Worldchanging is a website-cum-movement focused on one fundamental idea: we can build a better future with the tools that already surround us. This conversation plays out daily on its site, and in the pages of its recently published and critically acclaimed eponymous book.










DISCUSSION: 5 Comments
It’s like an encyclopedia of awesome ongoing in our world. I’m only a little way through, but this bad boy is already well worth the hefty $37.50 price tag. It’s filled with great ideas for improving our homes, our eating habits, and our communities. As their motto goes: “Another World is Here.” So stop waiting and start making here, everywhere.
Thank you for the recommendation bobotang.
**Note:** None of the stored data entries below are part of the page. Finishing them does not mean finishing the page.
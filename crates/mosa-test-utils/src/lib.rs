//! Testing utilities for the MOSA workspace
//!
//! In-memory control-flow fixtures, trace and candidate builders, and a
//! tracing subscriber for test output.

#![allow(missing_docs)]

use mosa_archive::{TestCandidate, TestId};
use mosa_goal::{
    BlockId, BranchId, BranchInfo, BranchOutcome, CallContext, ControlFlowFacts, CoverageGoal,
    ExceptionKind, ExecutionTrace, InstructionId, MethodRef, MutationId, ThrownException,
};
use std::collections::{HashMap, HashSet};
use std::sync::Once;

pub mod scenarios;

/// Install a `fmt` subscriber filtered by `RUST_LOG`; safe to call from every test
pub fn init_tracing() {
    static INIT: Once = Once::new();
    INIT.call_once(|| {
        let _ = tracing_subscriber::fmt()
            .with_env_filter(tracing_subscriber::EnvFilter::from_default_env())
            .with_test_writer()
            .try_init();
    });
}

/// Hand-built control-flow facts
///
/// Blocks, branches and dependencies are declared explicitly; nothing is
/// inferred except the owning method of a block's instructions.
#[derive(Debug, Clone, Default)]
pub struct FixtureFacts {
    branches: HashMap<BranchId, BranchInfo>,
    instrumentation_only: HashSet<BranchId>,
    control_deps: HashMap<InstructionId, Vec<BranchOutcome>>,
    root_dependent: HashSet<InstructionId>,
    block_of: HashMap<InstructionId, BlockId>,
    block_insns: HashMap<BlockId, Vec<InstructionId>>,
    preds: HashMap<BlockId, Vec<BlockId>>,
    branch_at: HashMap<InstructionId, BranchId>,
    method_insns: HashMap<MethodRef, Vec<InstructionId>>,
    lines: HashMap<(MethodRef, u32), InstructionId>,
    mutation_deps: HashMap<MutationId, Vec<BranchOutcome>>,
    contexts: HashMap<MethodRef, Vec<CallContext>>,
}

impl FixtureFacts {
    #[must_use]
    pub fn new() -> Self {
        Self::default()
    }

    /// Declare a basic block of `method` holding `insns`, entered from `preds`
    #[must_use]
    pub fn block(mut self, method: &MethodRef, block: u32, insns: &[u32], preds: &[u32]) -> Self {
        let block = BlockId(block);
        let insns: Vec<InstructionId> = insns.iter().copied().map(InstructionId).collect();
        for &insn in &insns {
            self.block_of.insert(insn, block);
        }
        self.method_insns
            .entry(method.clone())
            .or_default()
            .extend(insns.iter().copied());
        self.block_insns.insert(block, insns);
        self.preds.insert(block, preds.iter().copied().map(BlockId).collect());
        self
    }

    /// Declare branch `branch` whose conditional jump is `insn`
    #[must_use]
    pub fn conditional(mut self, method: &MethodRef, branch: u32, insn: u32) -> Self {
        let id = BranchId(branch);
        let instruction = InstructionId(insn);
        self.branches.insert(
            id,
            BranchInfo {
                id,
                instruction,
                method: method.clone(),
            },
        );
        self.branch_at.insert(instruction, id);
        self
    }

    /// Control dependencies of each listed instruction
    #[must_use]
    pub fn depends(mut self, insns: &[u32], outcomes: &[(u32, bool)]) -> Self {
        let outcomes: Vec<BranchOutcome> = outcomes
            .iter()
            .map(|&(b, v)| BranchOutcome::new(BranchId(b), v))
            .collect();
        for &insn in insns {
            self.control_deps.insert(InstructionId(insn), outcomes.clone());
        }
        self
    }

    #[must_use]
    pub fn root_dependent(mut self, insns: &[u32]) -> Self {
        self.root_dependent.extend(insns.iter().copied().map(InstructionId));
        self
    }

    #[must_use]
    pub fn instrumentation_only(mut self, branch: u32) -> Self {
        self.instrumentation_only.insert(BranchId(branch));
        self
    }

    #[must_use]
    pub fn line(mut self, method: &MethodRef, line: u32, insn: u32) -> Self {
        self.lines.insert((method.clone(), line), InstructionId(insn));
        self
    }

    #[must_use]
    pub fn mutation(mut self, mutation: u32, outcomes: &[(u32, bool)]) -> Self {
        self.mutation_deps.insert(
            MutationId(mutation),
            outcomes
                .iter()
                .map(|&(b, v)| BranchOutcome::new(BranchId(b), v))
                .collect(),
        );
        self
    }

    #[must_use]
    pub fn entry_context(mut self, method: &MethodRef, context: CallContext) -> Self {
        self.contexts.entry(method.clone()).or_default().push(context);
        self
    }
}

impl ControlFlowFacts for FixtureFacts {
    fn branch(&self, branch: BranchId) -> Option<BranchInfo> {
        self.branches.get(&branch).cloned()
    }

    fn is_instrumentation_only(&self, branch: BranchId) -> bool {
        self.instrumentation_only.contains(&branch)
    }

    fn control_dependencies(&self, instruction: InstructionId) -> Vec<BranchOutcome> {
        self.control_deps.get(&instruction).cloned().unwrap_or_default()
    }

    fn block_control_dependencies(&self, block: BlockId) -> Vec<BranchOutcome> {
        self.block_insns
            .get(&block)
            .and_then(|insns| insns.first())
            .map(|&insn| self.control_dependencies(insn))
            .unwrap_or_default()
    }

    fn is_root_dependent(&self, instruction: InstructionId) -> bool {
        self.root_dependent.contains(&instruction)
    }

    fn basic_block_of(&self, instruction: InstructionId) -> Option<BlockId> {
        self.block_of.get(&instruction).copied()
    }

    fn predecessor_blocks(&self, block: BlockId) -> Vec<BlockId> {
        self.preds.get(&block).cloned().unwrap_or_default()
    }

    fn instructions_in(&self, block: BlockId) -> Vec<InstructionId> {
        self.block_insns.get(&block).cloned().unwrap_or_default()
    }

    fn branch_at(&self, instruction: InstructionId) -> Option<BranchId> {
        self.branch_at.get(&instruction).copied()
    }

    fn instructions_in_method(&self, method: &MethodRef) -> Option<Vec<InstructionId>> {
        self.method_insns.get(method).cloned()
    }

    fn first_instruction_at_line(&self, method: &MethodRef, line: u32) -> Option<InstructionId> {
        self.lines.get(&(method.clone(), line)).copied()
    }

    fn mutation_control_dependencies(&self, mutation: MutationId) -> Vec<BranchOutcome> {
        self.mutation_deps.get(&mutation).cloned().unwrap_or_default()
    }

    fn method_entry_contexts(&self, method: &MethodRef) -> Vec<CallContext> {
        self.contexts.get(method).cloned().unwrap_or_default()
    }
}

/// Fluent [`ExecutionTrace`] construction
#[derive(Debug, Clone, Default)]
pub struct TraceBuilder {
    trace: ExecutionTrace,
}

impl TraceBuilder {
    #[must_use]
    pub fn new() -> Self {
        Self::default()
    }

    #[must_use]
    pub fn entered(mut self, method: &MethodRef) -> Self {
        self.trace.record_method_entry(method.clone());
        self
    }

    #[must_use]
    pub fn entered_branchless(mut self, method: &MethodRef) -> Self {
        self.trace.record_branchless_entry(method.clone());
        self
    }

    #[must_use]
    pub fn returned(mut self, method: &MethodRef) -> Self {
        self.trace.record_normal_return(method.clone());
        self
    }

    #[must_use]
    pub fn took(mut self, branch: u32, value: bool) -> Self {
        self.trace.record_outcome(BranchOutcome::new(BranchId(branch), value));
        self
    }

    #[must_use]
    pub fn predicate(mut self, branch: u32, true_distance: f64, false_distance: f64) -> Self {
        self.trace.record_predicate(BranchId(branch), true_distance, false_distance);
        self
    }

    #[must_use]
    pub fn executed(mut self, insns: &[u32]) -> Self {
        for &insn in insns {
            self.trace.record_instruction(InstructionId(insn));
        }
        self
    }

    #[must_use]
    pub fn line(mut self, method: &MethodRef, line: u32) -> Self {
        self.trace.record_line(method.clone(), line);
        self
    }

    #[must_use]
    pub fn touched(mut self, mutation: u32) -> Self {
        self.trace.record_touched_mutant(MutationId(mutation));
        self
    }

    #[must_use]
    pub fn killed(mut self, mutation: u32) -> Self {
        self.trace.record_killed_mutant(MutationId(mutation));
        self
    }

    #[must_use]
    pub fn input(mut self, method: &MethodRef, category: &str) -> Self {
        self.trace.record_input(method.clone(), category);
        self
    }

    #[must_use]
    pub fn output(mut self, method: &MethodRef, category: &str) -> Self {
        self.trace.record_output(method.clone(), category);
        self
    }

    #[must_use]
    pub fn took_in_context(mut self, branch: u32, value: bool, context: CallContext) -> Self {
        self.trace
            .record_context_outcome(BranchOutcome::new(BranchId(branch), value), context);
        self
    }

    #[must_use]
    pub fn entered_in_context(mut self, context: CallContext) -> Self {
        self.trace.record_context_entry(context);
        self
    }

    /// Exception raised by the unit under test at statement `position`
    #[must_use]
    pub fn threw(mut self, position: usize, method: &MethodRef, exception_type: &str, kind: ExceptionKind) -> Self {
        self.trace.record_exception(ThrownException {
            position,
            method: method.clone(),
            exception_type: exception_type.to_string(),
            kind,
            sut_origin: true,
            skip: false,
        });
        self
    }

    #[must_use]
    pub fn exception(mut self, exception: ThrownException) -> Self {
        self.trace.record_exception(exception);
        self
    }

    #[must_use]
    pub fn timed_out(mut self) -> Self {
        self.trace.record_timeout();
        self
    }

    #[must_use]
    pub fn uncaught_exception(mut self) -> Self {
        self.trace.record_uncaught_exception();
        self
    }

    #[must_use]
    pub fn reflection(mut self) -> Self {
        self.trace.record_reflection();
        self
    }

    #[must_use]
    pub fn build(self) -> ExecutionTrace {
        self.trace
    }
}

/// Minimal test candidate: an id and a statement count
#[derive(Debug, Clone, PartialEq, Eq)]
pub struct FixtureTest {
    pub id: TestId,
    pub size: usize,
}

impl FixtureTest {
    #[must_use]
    pub fn sized(size: usize) -> Self {
        Self {
            id: TestId::new(),
            size,
        }
    }
}

impl TestCandidate for FixtureTest {
    fn id(&self) -> TestId {
        self.id
    }

    fn size(&self) -> usize {
        self.size
    }
}

/// Both outcome goals of a branch
#[must_use]
pub fn branch_pair(method: &MethodRef, branch: u32) -> [CoverageGoal; 2] {
    [
        CoverageGoal::branch_true(method.clone(), BranchId(branch)),
        CoverageGoal::branch_false(method.clone(), BranchId(branch)),
    ]
}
This is my new holiday gift for those in need AND those who can appreciate and share it’s awesomeness with others.
I’d definitely agree with bobotang about the WorldChanging book. Not only is it a good read in itself, and a chance to support a great website, but it’s a good conversation starter.
My mother-in-law was browsing it over Christmas and was very taken with the contents. We got her a copy and I suspect she’ll be passing along some of the ideas to her 4th grade students.
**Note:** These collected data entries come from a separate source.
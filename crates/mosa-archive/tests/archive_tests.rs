use mosa_archive::{Archive, CoverageUpdate, TestCandidate};
use mosa_goal::{BranchId, CoverageGoal, Criterion, InstructionId, MethodRef};
use mosa_test_utils::{branch_pair, FixtureTest};
use pretty_assertions::assert_eq;
use proptest::prelude::*;
use std::time::{Duration, Instant};

fn method() -> MethodRef {
    MethodRef::new("Calc", "abs(I)I")
}

fn two_branch_archive() -> Archive<FixtureTest> {
    let mut goals = branch_pair(&method(), 1).to_vec();
    goals.extend(branch_pair(&method(), 2));
    let roots = branch_pair(&method(), 1);
    Archive::new(goals, roots).unwrap()
}

#[test]
fn smaller_witness_replaces_until_single_statement() {
    let mut archive = two_branch_archive();
    let goal = CoverageGoal::branch_true(method(), BranchId(1));
    let t1 = FixtureTest::sized(5);
    let t2 = FixtureTest::sized(3);
    let t3 = FixtureTest::sized(1);

    assert_eq!(archive.record_coverage(&goal, &t1).unwrap(), CoverageUpdate::Installed);
    assert_eq!(
        archive.record_coverage(&goal, &t2).unwrap(),
        CoverageUpdate::Replaced { previous: t1.id() }
    );
    assert_eq!(archive.record_coverage(&goal, &t3).unwrap(), CoverageUpdate::Kept);

    assert_eq!(archive.best_test(&goal), Some(&t2));
    assert!(archive.goals_of(t1.id()).is_none());
    assert_eq!(archive.goals_of(t2.id()).map(|g| g.len()), Some(1));
    assert!(archive.check_invariants().is_ok());
}

#[test]
fn one_test_can_witness_many_goals() {
    let mut archive = two_branch_archive();
    let test = FixtureTest::sized(4);
    let [t1, f1] = branch_pair(&method(), 1);
    archive.record_coverage(&t1, &test).unwrap();
    archive.record_coverage(&f1, &test).unwrap();

    assert_eq!(archive.solution_count(), 1);
    assert_eq!(archive.best_tests_archive(), vec![&test]);
    assert_eq!(archive.covered_count_of(Criterion::Branch), 2);
    assert_eq!(archive.uncovered_count_of(Criterion::Branch), 2);
    assert!(archive.current_goals().is_empty());

    // replacing one of its goals keeps the test as witness of the other
    let smaller = FixtureTest::sized(2);
    archive.record_coverage(&t1, &smaller).unwrap();
    assert_eq!(archive.solution_count(), 2);
    assert_eq!(archive.goals_of(test.id()).map(|g| g.len()), Some(1));
}

#[test]
fn runtime_goal_joins_the_partitions() {
    let mut archive = two_branch_archive();
    let goal = CoverageGoal::method_call(MethodRef::new("Calc", "reset()V"));
    archive.register_goal(goal.clone()).unwrap();

    assert_eq!(archive.goal_count(), 5);
    assert!(archive.uncovered_goals().contains(&goal));
    assert!(!archive.is_method_fully_covered(goal.method()));
    assert!(archive.register_goal(goal.clone()).is_err());

    archive.record_coverage(&goal, &FixtureTest::sized(1)).unwrap();
    assert!(archive.is_method_fully_covered(goal.method()));
}

#[test]
fn summary_serializes() {
    let mut archive = two_branch_archive();
    archive
        .record_coverage(&CoverageGoal::branch_true(method(), BranchId(1)), &FixtureTest::sized(2))
        .unwrap();
    let json = serde_json::to_value(archive.summary()).unwrap();
    assert_eq!(json["goals"], 4);
    assert_eq!(json["covered"], 1);
    assert_eq!(json["coverage"], 0.25);
}

#[test]
fn covering_thousands_of_goals_stays_fast() {
    const GOALS: u32 = 10_000;
    let goals: Vec<CoverageGoal> = (0..GOALS)
        .map(|i| CoverageGoal::statement(method(), InstructionId(i)))
        .collect();
    let mut archive: Archive<FixtureTest> = Archive::new(goals.clone(), goals.clone()).unwrap();

    let start = Instant::now();
    for goal in &goals {
        archive.record_coverage(goal, &FixtureTest::sized(2)).unwrap();
    }
    let elapsed = start.elapsed();

    assert_eq!(archive.covered_count(), goals.len());
    assert!(archive.current_goals().is_empty());
    assert!(archive.uncovered_goals().is_empty());
    assert!(archive.is_method_fully_covered(&method()));
    assert!(archive.check_invariants().is_ok());
    assert!(elapsed < Duration::from_secs(2), "covering {GOALS} goals took {elapsed:?}");
}

#[derive(Debug, Clone)]
enum Op {
    Cover { goal: usize, size: usize },
    Promote { goal: usize },
}

fn arb_op() -> impl Strategy<Value = Op> {
    prop_oneof![
        (0usize..4, 1usize..10).prop_map(|(goal, size)| Op::Cover { goal, size }),
        (0usize..4).prop_map(|goal| Op::Promote { goal }),
    ]
}

proptest! {
    #[test]
    fn prop_archive_is_monotonic(ops in prop::collection::vec(arb_op(), 1..40)) {
        let mut archive = two_branch_archive();
        let goals: Vec<CoverageGoal> = archive.goals().iter().cloned().collect();

        for op in ops {
            let before_covered = archive.covered_count();
            let before_size = match &op {
                Op::Cover { goal, .. } => archive.best_test(&goals[*goal]).map(|t| t.size),
                Op::Promote { .. } => None,
            };

            match op {
                Op::Cover { goal, size } => {
                    let update = archive.record_coverage(&goals[goal], &FixtureTest::sized(size)).unwrap();
                    let after = archive.best_test(&goals[goal]).map(|t| t.size);
                    match (before_size, after) {
                        (None, Some(s)) => {
                            prop_assert_eq!(s, size);
                            prop_assert_eq!(update, CoverageUpdate::Installed);
                        }
                        (Some(b), Some(a)) => {
                            prop_assert!(a <= b);
                            prop_assert_eq!(a < b, size < b && size > 1);
                        }
                        _ => prop_assert!(false, "covered goal lost its witness"),
                    }
                }
                Op::Promote { goal } => {
                    let added = archive.add_current(&goals[goal]);
                    prop_assert!(!added || archive.uncovered_goals().contains(&goals[goal]));
                }
            }

            prop_assert!(archive.covered_count() >= before_covered);
            prop_assert_eq!(archive.covered_count() + archive.uncovered_count(), archive.goal_count());
            prop_assert!(archive.check_invariants().is_ok());
        }
    }
}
Once I started reading WorldChanging I have to force myself to put it down, it is almost addicting. It is amazing how relevant the topics are to our everyday lives!
The issues covered in the book are so important and make so much sense. Why are these issues not covered in our local and national media?
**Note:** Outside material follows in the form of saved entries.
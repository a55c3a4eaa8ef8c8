//! Engine errors

use crate::config::ConfigError;
use mosa_archive::ArchiveError;
use mosa_goal::{CoverageGoal, Criterion};

/// Errors raised while initializing or driving the frontier engine
#[derive(Debug, thiserror::Error)]
pub enum EngineError {
    /// Invalid configuration
    #[error("configuration error: {0}")]
    Config(#[from] ConfigError),

    /// Archive rejected an operation or failed its consistency check
    #[error("archive error: {0}")]
    Archive(#[from] ArchiveError),

    /// A goal of a disabled criterion was handed to the engine
    #[error("goal {goal} belongs to disabled criterion '{criterion}'")]
    CriterionNotEnabled {
        /// Offending goal
        goal: Box<CoverageGoal>,
        /// Its criterion
        criterion: Criterion,
    },
}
I thought $37.50 is a bragain for all that this book contains. EIther way, get the book and read!
The book sounded great for a moment and I quickly began researching it to see if it was worth its salt, but it quickly lost credibility as I noticed that Al Gore helped write the book. I’m not kidding when I say that Al Gore’s famous movie is over 70% bullcrap and 30% fear-mongering (there is statistical evidence from the United Nations to back up the former and my my personal prejudice to back up the latter).
With that being said, on a scale of 1 to 10 how liberal is this book in terms of the atmosphere created of we the people VS. the ”evil” carbon companies. Or do I have it wrong and this book simply lays out common steps that average people can take everyday using common sense and technology to solve our problems rather than using politics to achieve re-igniting the Kyoto Protocol and the Fairness Doctrine debates.